WORK TO COMPLETE> Return each line below holding the string "impl".

★ ★ ★ ★ ★

// Copyright (c) 2026 Christoph Gaffga
// SPDX-License-Identifier: GPL-3.0-only
// https://github.com/cgaffga/phasmcore

//! Even/odd pair balance of the value histogram, all channels pooled.

use serde::{Deserialize, Serialize};

use super::{TestId, TestOutcome};
use crate::error::{DetectError, Result};
use crate::pixels::PixelGrid;

const DESCRIPTION: &str = "Analyzes pixel value distribution for anomalies";

/// Number of `(2k, 2k+1)` value pairs in an 8-bit histogram.
pub const VALUE_PAIRS: usize = 128;

#[derive(Debug, Clone, PartialEq, Serialize, Deserialize)]
#[serde(default)]
pub struct HistogramConfig {
    pub threshold: f64,
    /// Deviation of a pair's even fraction from 0.5 that marks the pair.
    pub pair_deviation: f64,
}

impl Default for HistogramConfig {
    fn default() -> Self {
        Self { threshold: 0.20, pair_deviation: 0.30 }
    }
}

impl HistogramConfig {
    pub(crate) fn validate(&self) -> Result<()> {
        if !(0.0..0.5).contains(&self.pair_deviation) {
            return Err(DetectError::InvalidConfig(format!(
                "histogram.pair_deviation must lie in [0, 0.5), got {}",
                self.pair_deviation
            )));
        }
        Ok(())
    }
}

/// 256-bin histogram summed across channels.
pub fn value_histogram(grid: &PixelGrid) -> [u64; 256] {
    let mut hist = [0u64; 256];
    for &b in grid.as_bytes() {
        hist[b as usize] += 1;
    }
    hist
}

/// Pairs whose even fraction deviates from 0.5 by more than `pair_deviation`.
pub fn unbalanced_pairs(hist: &[u64; 256], pair_deviation: f64) -> usize {
    hist.chunks_exact(2)
        .filter(|pair| {
            let total = pair[0] + pair[1];
            total > 0 && (pair[0] as f64 / total as f64 - 0.5).abs() > pair_deviation
        })
        .count()
}

pub(crate) fn run(grid: &PixelGrid, cfg: &HistogramConfig) -> TestOutcome {
    let hist = value_histogram(grid);
    let score = unbalanced_pairs(&hist, cfg.pair_deviation) as f64 / VALUE_PAIRS as f64;
    let suspicious = score > cfg.threshold;
    let interpretation = if suspicious {
        "Unusual patterns in pixel value distribution"
    } else {
        "Normal pixel value distribution"
    };
    TestOutcome::new(TestId::Histogram, score, cfg.threshold, suspicious, DESCRIPTION, interpretation.to_string())
}

#[cfg(test)]
mod tests {
    use super::*;

    #[test]
    fn single_value_marks_one_pair() {
        let grid = PixelGrid::from_fn(4, 4, |_, _| [128, 128, 128]);
        let hist = value_histogram(&grid);
        assert_eq!(hist[128], 48);
        let o = run(&grid, &HistogramConfig::default());
        assert_eq!(o.score, 1.0 / 128.0);
        assert!(!o.is_suspicious);
    }

    #[test]
    fn every_value_once_is_balanced() {
        let grid = PixelGrid::from_fn(256, 1, |x, _| {
            let v = x as u8;
            [v, v, v]
        });
        let o = run(&grid, &HistogramConfig::default());
        assert_eq!(o.score, 0.0);
        assert_eq!(o.interpretation, "Normal pixel value distribution");
    }

    #[test]
    fn even_only_image_is_suspicious() {
        let grid = PixelGrid::from_fn(128, 2, |x, _| {
            let v = (x * 2) as u8;
            [v, v, v]
        });
        let o = run(&grid, &HistogramConfig::default());
        assert_eq!(o.score, 1.0);
        assert!(o.is_suspicious);
    }

    #[test]
    fn inner_bound_counts_only_large_deviations() {
        let mut hist = [0u64; 256];
        hist[0] = 3;
        hist[1] = 1; // 0.75
        assert_eq!(unbalanced_pairs(&hist, 0.3), 0);
        hist[0] = 9; // 0.9
        assert_eq!(unbalanced_pairs(&hist, 0.3), 1);
        hist[7] = 5; // odd-only pair
        assert_eq!(unbalanced_pairs(&hist, 0.3), 2);
    }
}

★ ★ ★ ★ ★

TASK RESPONSE>
impl Default for HistogramConfig {
impl HistogramConfig {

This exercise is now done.